Effect of High Surface Curvature on the Main Phase Transition of Supported Phospholipid Bilayers on SiO2 Nanoparticles

Investigation of the physical properties of highly curved membranes is important in biology, for example, in fusion intermediates, and in pharmaceutical or chromatographic applications, where nanoscale features may affect substrate binding. However, vesicle fusion below 40 nm precludes study of this size regime. In this investigation, the effect of high surface curvature on the adsorption and morphology of phosphotidylcholine lipids with alkyl chain lengths of 14 (DMPC), 16 (DPPC), and 18 (DSPC) onto silica (SiO2) nanobeads was investigated by thermogravimetric analysis (TGA), high sensitivity nanocalorimetry, and vibrational spectroscopy. The SiO2 beads ranged in size from 5 to 100 nm. Stable supported bilayers were formed on all bead sizes by vesicle fusion of the parent MLVs at temperatures above the main phase transition temperature (T-m) of the lipids. A downward shift in T-m, and a broadening (Delta T-1/2) of the transition with respect to the parent MLVs, was observed for the 100 nm beads. With decreasing bead size, T-m first decreased, but then increased. On the smallest bead size, whose dimensions were comparable to those of the adsorbed lipids, T-m's were higher than those of the parent MLVs.

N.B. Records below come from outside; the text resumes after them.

// ABOUTME: Environment configuration management for deployment-specific settings
// ABOUTME: Parses the backend URL, listen address, CORS origins, and deployment mode once at startup
//
// SPDX-License-Identifier: MIT OR Apache-2.0
// Copyright (c) 2025 Pierre Fitness Intelligence

//! Environment-based configuration management for production deployment
//!
//! All values are read once when the process starts and then handed to the
//! router as immutable state. Handlers never consult the environment.

use crate::constants::{defaults, env_config};
use anyhow::{bail, Context, Result};
use serde::{Deserialize, Serialize};
use std::env;
use std::time::Duration;
use tracing::info;
use url::Url;

/// Environment type for error exposure and other deployment-specific behavior
#[derive(Debug, Clone, Copy, Serialize, Deserialize, PartialEq, Eq, Default)]
#[serde(rename_all = "lowercase")]
pub enum Environment {
    #[default]
    Development,
    Production,
    Testing,
}

impl Environment {
    /// Parse from string with fallback
    #[must_use]
    pub fn from_str_or_default(s: &str) -> Self {
        match s.trim().to_lowercase().as_str() {
            "production" | "prod" => Self::Production,
            "testing" | "test" => Self::Testing,
            _ => Self::Development,
        }
    }

    /// Check if this is a production environment
    #[must_use]
    pub const fn is_production(self) -> bool {
        matches!(self, Self::Production)
    }

    /// Whether internal error messages may be returned to clients
    #[must_use]
    pub const fn exposes_internal_errors(self) -> bool {
        !self.is_production()
    }
}

impl std::fmt::Display for Environment {
    fn fmt(&self, f: &mut std::fmt::Formatter<'_>) -> std::fmt::Result {
        match self {
            Self::Development => write!(f, "development"),
            Self::Production => write!(f, "production"),
            Self::Testing => write!(f, "testing"),
        }
    }
}

/// Connection settings for the Python RAG backend
#[derive(Debug, Clone)]
pub struct BackendConfig {
    /// Base URL without a trailing slash
    pub base_url: Url,
    /// Whole-request timeout; `None` leaves the call unbounded
    pub request_timeout: Option<Duration>,
    /// Connect timeout; `None` uses the client default
    pub connect_timeout: Option<Duration>,
}

impl BackendConfig {
    /// Build a backend configuration from a base URL string
    ///
    /// # Errors
    ///
    /// Returns an error if the URL does not parse or is not http(s)
    pub fn from_base_url(raw: &str) -> Result<Self> {
        Ok(Self {
            base_url: parse_backend_url(raw)?,
            request_timeout: None,
            connect_timeout: None,
        })
    }

    /// Base URL as a string without the trailing slash `Url` normalizes to
    #[must_use]
    pub fn base_url_str(&self) -> &str {
        self.base_url.as_str().trim_end_matches('/')
    }
}

/// CORS configuration
#[derive(Debug, Clone)]
pub struct CorsConfig {
    /// `*` or a comma-separated origin list
    pub allowed_origins: String,
}

impl Default for CorsConfig {
    fn default() -> Self {
        Self {
            allowed_origins: "*".into(),
        }
    }
}

/// Complete proxy configuration
#[derive(Debug, Clone)]
pub struct ServerConfig {
    /// Bind address
    pub host: String,
    /// Listen port
    pub http_port: u16,
    /// Deployment environment
    pub environment: Environment,
    /// Python backend connection settings
    pub backend: BackendConfig,
    /// CORS settings
    pub cors: CorsConfig,
}

impl ServerConfig {
    /// Load configuration from environment variables
    ///
    /// # Errors
    ///
    /// Returns an error if a variable is present but malformed
    pub fn from_env() -> Result<Self> {
        info!("Loading configuration from environment variables");
        Self::from_lookup(|key| env::var(key).ok())
    }

    /// Load configuration from an arbitrary key lookup
    ///
    /// # Errors
    ///
    /// Returns an error if a value is present but malformed
    pub fn from_lookup<F>(lookup: F) -> Result<Self>
    where
        F: Fn(&str) -> Option<String>,
    {
        let get = |key: &str| lookup(key).filter(|v| !v.trim().is_empty());

        let http_port = match get(env_config::HTTP_PORT).or_else(|| get(env_config::PORT)) {
            Some(raw) => raw
                .trim()
                .parse::<u16>()
                .with_context(|| format!("Invalid HTTP port value: {raw}"))?,
            None => defaults::HTTP_PORT,
        };

        let environment = get(env_config::ENVIRONMENT)
            .or_else(|| get(env_config::NODE_ENV))
            .map_or_else(Environment::default, |v| {
                Environment::from_str_or_default(&v)
            });

        let backend_url = get(env_config::PYTHON_BACKEND_URL)
            .unwrap_or_else(|| defaults::PYTHON_BACKEND_URL.to_owned());

        let backend = BackendConfig {
            base_url: parse_backend_url(&backend_url)?,
            request_timeout: parse_optional_secs(
                env_config::BACKEND_TIMEOUT_SECS,
                get(env_config::BACKEND_TIMEOUT_SECS),
            )?,
            connect_timeout: parse_optional_secs(
                env_config::BACKEND_CONNECT_TIMEOUT_SECS,
                get(env_config::BACKEND_CONNECT_TIMEOUT_SECS),
            )?,
        };

        Ok(Self {
            host: get(env_config::HOST).unwrap_or_else(|| defaults::HOST.to_owned()),
            http_port,
            environment,
            backend,
            cors: CorsConfig {
                allowed_origins: get(env_config::CORS_ALLOWED_ORIGINS)
                    .unwrap_or_else(|| "*".into()),
            },
        })
    }

    /// Override the backend base URL (used by the `--backend-url` flag)
    ///
    /// # Errors
    ///
    /// Returns an error if the URL is invalid
    pub fn set_backend_url(&mut self, raw: &str) -> Result<()> {
        self.backend.base_url = parse_backend_url(raw)?;
        Ok(())
    }

    /// One-line-per-setting description for startup logs
    #[must_use]
    pub fn summary(&self) -> String {
        format!(
            "RAG ChatKit Proxy Configuration:\n\
             - Listen: {}:{}\n\
             - Environment: {}\n\
             - Python Backend: {}\n\
             - Backend Timeout: {}\n\
             - CORS Origins: {}",
            self.host,
            self.http_port,
            self.environment,
            self.backend.base_url_str(),
            self.backend
                .request_timeout
                .map_or_else(|| "none".to_owned(), |t| format!("{}s", t.as_secs())),
            self.cors.allowed_origins,
        )
    }
}

/// Parse and validate the backend base URL
fn parse_backend_url(raw: &str) -> Result<Url> {
    let trimmed = raw.trim().trim_end_matches('/');
    let url = Url::parse(trimmed).with_context(|| format!("Invalid backend URL: {raw}"))?;
    if !matches!(url.scheme(), "http" | "https") {
        bail!("Backend URL must use http or https: {raw}");
    }
    Ok(url)
}

/// Parse an optional whole-second duration
fn parse_optional_secs(key: &str, raw: Option<String>) -> Result<Option<Duration>> {
    raw.map(|value| {
        value
            .trim()
            .parse::<u64>()
            .map(Duration::from_secs)
            .with_context(|| format!("Invalid {key} value: {value}"))
    })
    .transpose()
}

#[cfg(test)]
mod tests {
    use super::*;
    use std::collections::HashMap;

    fn lookup(pairs: &[(&str, &str)]) -> impl Fn(&str) -> Option<String> {
        let map: HashMap<String, String> = pairs
            .iter()
            .map(|(k, v)| ((*k).to_owned(), (*v).to_owned()))
            .collect();
        move |key| map.get(key).cloned()
    }

    #[test]
    fn test_defaults_when_nothing_is_set() {
        let config = ServerConfig::from_lookup(lookup(&[])).unwrap();
        assert_eq!(config.http_port, defaults::HTTP_PORT);
        assert_eq!(config.host, defaults::HOST);
        assert_eq!(config.environment, Environment::Development);
        assert_eq!(config.backend.base_url_str(), "http://127.0.0.1:8000");
        assert!(config.backend.request_timeout.is_none());
        assert_eq!(config.cors.allowed_origins, "*");
    }

    #[test]
    fn test_backend_url_trailing_slash_removed() {
        let config = ServerConfig::from_lookup(lookup(&[(
            "PYTHON_BACKEND_URL",
            "http://rag.internal:9000/",
        )]))
        .unwrap();
        assert_eq!(config.backend.base_url_str(), "http://rag.internal:9000");
    }

    #[test]
    fn test_port_falls_back_to_port_variable() {
        let config = ServerConfig::from_lookup(lookup(&[("PORT", "8080")])).unwrap();
        assert_eq!(config.http_port, 8080);

        let config =
            ServerConfig::from_lookup(lookup(&[("PORT", "8080"), ("HTTP_PORT", "9090")])).unwrap();
        assert_eq!(config.http_port, 9090);
    }

    #[test]
    fn test_node_env_consulted_when_environment_missing() {
        let config = ServerConfig::from_lookup(lookup(&[("NODE_ENV", "production")])).unwrap();
        assert!(config.environment.is_production());
        assert!(!config.environment.exposes_internal_errors());
    }

    #[test]
    fn test_invalid_values_are_rejected() {
        assert!(ServerConfig::from_lookup(lookup(&[("HTTP_PORT", "not-a-port")])).is_err());
        assert!(ServerConfig::from_lookup(lookup(&[("PYTHON_BACKEND_URL", "ftp://x")])).is_err());
        assert!(ServerConfig::from_lookup(lookup(&[("BACKEND_TIMEOUT_SECS", "soon")])).is_err());
    }

    #[test]
    fn test_timeouts_parsed() {
        let config = ServerConfig::from_lookup(lookup(&[
            ("BACKEND_TIMEOUT_SECS", "30"),
            ("BACKEND_CONNECT_TIMEOUT_SECS", "5"),
        ]))
        .unwrap();
        assert_eq!(config.backend.request_timeout, Some(Duration::from_secs(30)));
        assert_eq!(config.backend.connect_timeout, Some(Duration::from_secs(5)));
    }
}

The increase in T-m indicated a stiffening of the supported bilayer, which was confirmed by Raman spectroscopic data. Narrowing of the phase transition or the appearance of peak doublets occurred at the smaller bead sizes. The results were consistent with a model in which the high free volume and increased outer headgroup spacing of lipids on highly curved surfaces induced interdigitation in the supported lipids.